INSTRUCTIONS TO FOLLOW =
Your task is to transcribe the data in full.

ENTRIES PROVIDED =
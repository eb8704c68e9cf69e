//! Persisted quality reports: JSON summary, HTML view, missing-dates listing.

use std::fs;
use std::path::{Path, PathBuf};

use anyhow::{Context, Result};
use chrono::{DateTime, Utc};
use serde::Serialize;
use svk_quality::QualityReport;
use tracing::info;
use uuid::Uuid;

use crate::render::render_html;

pub const SUMMARY_JSON: &str = "data_quality_summary.json";
pub const REPORT_HTML: &str = "data_quality_report.html";
pub const MISSING_DATES_CSV: &str = "missing_dates.csv";

/// Run identity stamped onto persisted reports.
#[derive(Debug, Clone)]
pub struct ReportMeta {
    pub generated_at: DateTime<Utc>,
    pub run_id: Uuid,
    pub config_hash: String,
}

impl ReportMeta {
    pub fn new(config_hash: impl Into<String>) -> Self {
        Self {
            generated_at: Utc::now(),
            run_id: Uuid::new_v4(),
            config_hash: config_hash.into(),
        }
    }
}

#[derive(Serialize)]
struct ReportDocument<'a> {
    generated_at: DateTime<Utc>,
    run_id: Uuid,
    config_hash: &'a str,
    #[serde(flatten)]
    report: &'a QualityReport,
}

#[derive(Debug, Clone)]
pub struct QualityArtifacts {
    pub summary_json: PathBuf,
    pub report_html: PathBuf,
    /// Present only when dates are missing.
    pub missing_dates_csv: Option<PathBuf>,
}

/// Write the JSON summary, the HTML view, and (when any dates are missing)
/// the missing-dates listing into `dir`. A stale listing from an earlier run
/// is removed when nothing is missing.
pub fn write_quality_artifacts(
    dir: &Path,
    report: &QualityReport,
    meta: &ReportMeta,
) -> Result<QualityArtifacts> {
    fs::create_dir_all(dir).with_context(|| format!("create report dir: {}", dir.display()))?;

    let doc = ReportDocument {
        generated_at: meta.generated_at,
        run_id: meta.run_id,
        config_hash: &meta.config_hash,
        report,
    };
    let summary_json = dir.join(SUMMARY_JSON);
    let json = serde_json::to_string_pretty(&doc).context("serialize quality report failed")?;
    fs::write(&summary_json, format!("{json}\n"))
        .with_context(|| format!("write report failed: {}", summary_json.display()))?;

    let report_html = dir.join(REPORT_HTML);
    let html = render_html(report, meta).context("render html report failed")?;
    fs::write(&report_html, html)
        .with_context(|| format!("write report failed: {}", report_html.display()))?;

    let listing = dir.join(MISSING_DATES_CSV);
    let missing_dates_csv = if report.missing_dates.is_empty() {
        if listing.exists() {
            fs::remove_file(&listing)
                .with_context(|| format!("remove stale listing: {}", listing.display()))?;
        }
        None
    } else {
        write_missing_dates(&listing, report)?;
        Some(listing)
    };

    info!(
        dir = %dir.display(),
        run_id = %meta.run_id,
        issues_found = report.issues_found,
        "report/written"
    );
    Ok(QualityArtifacts {
        summary_json,
        report_html,
        missing_dates_csv,
    })
}

fn write_missing_dates(path: &Path, report: &QualityReport) -> Result<()> {
    let mut wtr = csv::Writer::from_path(path)
        .with_context(|| format!("open missing dates csv: {}", path.display()))?;
    wtr.write_record(["missing_date"])?;
    for d in &report.missing_dates {
        wtr.write_record([d.format("%Y-%m-%d").to_string()])?;
    }
    wtr.flush()
        .with_context(|| format!("flush missing dates csv: {}", path.display()))?;
    Ok(())
}

#[cfg(test)]
mod tests {
    use super::*;
    use svk_quality::{build_quality_report, QualityPolicy};
    use svk_testkit::{date, trailing_window, without_date};

    #[test]
    fn clean_report_writes_two_files_and_clears_stale_listing() {
        let dir = tempfile::tempdir().unwrap();
        fs::write(dir.path().join(MISSING_DATES_CSV), "missing_date\n2020-01-01\n").unwrap();

        let today = date(2024, 3, 31);
        let report = build_quality_report(&trailing_window(today, 30), today, &QualityPolicy::default());
        let out = write_quality_artifacts(dir.path(), &report, &ReportMeta::new("h")).unwrap();

        assert!(out.summary_json.exists());
        assert!(out.report_html.exists());
        assert!(out.missing_dates_csv.is_none());
        assert!(!dir.path().join(MISSING_DATES_CSV).exists());

        let v: serde_json::Value =
            serde_json::from_str(&fs::read_to_string(&out.summary_json).unwrap()).unwrap();
        assert_eq!(v["config_hash"], "h");
        assert_eq!(v["issues_found"], false);
        assert!(v["generated_at"].is_string());
        assert!(v["run_id"].is_string());
    }

    #[test]
    fn missing_dates_are_listed() {
        let dir = tempfile::tempdir().unwrap();
        let today = date(2024, 3, 31);
        let set = without_date(
            &without_date(&trailing_window(today, 30), date(2024, 3, 10)),
            date(2024, 3, 12),
        );
        let report = build_quality_report(&set, today, &QualityPolicy::default());
        let out = write_quality_artifacts(dir.path(), &report, &ReportMeta::new("h")).unwrap();

        let listing = fs::read_to_string(out.missing_dates_csv.unwrap()).unwrap();
        assert_eq!(listing, "missing_date\n2024-03-10\n2024-03-12\n");
    }
}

TASK RESPONSE =
repository eb8704c68e9cf69e
//! Persisted quality reports: JSON summary, HTML view, missing-dates listing.

use std::fs;
use std::path::{Path, PathBuf};

use anyhow::{Context, Result};
use chrono::{DateTime, Utc};
use serde::Serialize;
use svk_quality::QualityReport;
use tracing::info;
use uuid::Uuid;

use crate::render::render_html;

pub const SUMMARY_JSON: &str = "data_quality_summary.json";
pub const REPORT_HTML: &str = "data_quality_report.html";
pub const MISSING_DATES_CSV: &str = "missing_dates.csv";

/// Run identity stamped onto persisted reports.
#[derive(Debug, Clone)]
pub struct ReportMeta {
    pub generated_at: DateTime<Utc>,
    pub run_id: Uuid,
    pub config_hash: String,
}

impl ReportMeta {
    pub fn new(config_hash: impl Into<String>) -> Self {
        Self {
            generated_at: Utc::now(),
            run_id: Uuid::new_v4(),
            config_hash: config_hash.into(),
        }
    }
}

#[derive(Serialize)]
struct ReportDocument<'a> {
    generated_at: DateTime<Utc>,
    run_id: Uuid,
    config_hash: &'a str,
    #[serde(flatten)]
    report: &'a QualityReport,
}

#[derive(Debug, Clone)]
pub struct QualityArtifacts {
    pub summary_json: PathBuf,
    pub report_html: PathBuf,
    /// Present only when dates are missing.
    pub missing_dates_csv: Option<PathBuf>,
}

/// Write the JSON summary, the HTML view, and (when any dates are missing)
/// the missing-dates listing into `dir`. A stale listing from an earlier run
/// is removed when nothing is missing.
pub fn write_quality_artifacts(
    dir: &Path,
    report: &QualityReport,
    meta: &ReportMeta,
) -> Result<QualityArtifacts> {
    fs::create_dir_all(dir).with_context(|| format!("create report dir: {}", dir.display()))?;

    let doc = ReportDocument {
        generated_at: meta.generated_at,
        run_id: meta.run_id,
        config_hash: &meta.config_hash,
        report,
    };
    let summary_json = dir.join(SUMMARY_JSON);
    let json = serde_json::to_string_pretty(&doc).context("serialize quality report failed")?;
    fs::write(&summary_json, format!("{json}\n"))
        .with_context(|| format!("write report failed: {}", summary_json.display()))?;

    let report_html = dir.join(REPORT_HTML);
    let html = render_html(report, meta).context("render html report failed")?;
    fs::write(&report_html, html)
        .with_context(|| format!("write report failed: {}", report_html.display()))?;

    let listing = dir.join(MISSING_DATES_CSV);
    let missing_dates_csv = if report.missing_dates.is_empty() {
        if listing.exists() {
            fs::remove_file(&listing)
                .with_context(|| format!("remove stale listing: {}", listing.display()))?;
        }
        None
    } else {
        write_missing_dates(&listing, report)?;
        Some(listing)
    };

    info!(
        dir = %dir.display(),
        run_id = %meta.run_id,
        issues_found = report.issues_found,
        "report/written"
    );
    Ok(QualityArtifacts {
        summary_json,
        report_html,
        missing_dates_csv,
    })
}

fn write_missing_dates(path: &Path, report: &QualityReport) -> Result<()> {
    let mut wtr = csv::Writer::from_path(path)
        .with_context(|| format!("open missing dates csv: {}", path.display()))?;
    wtr.write_record(["missing_date"])?;
    for d in &report.missing_dates {
        wtr.write_record([d.format("%Y-%m-%d").to_string()])?;
    }
    wtr.flush()
        .with_context(|| format!("flush missing dates csv: {}", path.display()))?;
    Ok(())
}

#[cfg(test)]
mod tests {
    use super::*;
    use svk_quality::{build_quality_report, QualityPolicy};
    use svk_testkit::{date, trailing_window, without_date};

    #[test]
    fn clean_report_writes_two_files_and_clears_stale_listing() {
        let dir = tempfile::tempdir().unwrap();
        fs::write(dir.path().join(MISSING_DATES_CSV), "missing_date\n2020-01-01\n").unwrap();

        let today = date(2024, 3, 31);
        let report = build_quality_report(&trailing_window(today, 30), today, &QualityPolicy::default());
        let out = write_quality_artifacts(dir.path(), &report, &ReportMeta::new("h")).unwrap();

        assert!(out.summary_json.exists());
        assert!(out.report_html.exists());
        assert!(out.missing_dates_csv.is_none());
        assert!(!dir.path().join(MISSING_DATES_CSV).exists());

        let v: serde_json::Value =
            serde_json::from_str(&fs::read_to_string(&out.summary_json).unwrap()).unwrap();
        assert_eq!(v["config_hash"], "h");
        assert_eq!(v["issues_found"], false);
        assert!(v["generated_at"].is_string());
        assert!(v["run_id"].is_string());
    }

    #[test]
    fn missing_dates_are_listed() {
        let dir = tempfile::tempdir().unwrap();
        let today = date(2024, 3, 31);
        let set = without_date(
            &without_date(&trailing_window(today, 30), date(2024, 3, 10)),
            date(2024, 3, 12),
        );
        let report = build_quality_report(&set, today, &QualityPolicy::default());
        let out = write_quality_artifacts(dir.path(), &report, &ReportMeta::new("h")).unwrap();

        let listing = fs::read_to_string(out.missing_dates_csv.unwrap()).unwrap();
        assert_eq!(listing, "missing_date\n2024-03-10\n2024-03-12\n");
    }
}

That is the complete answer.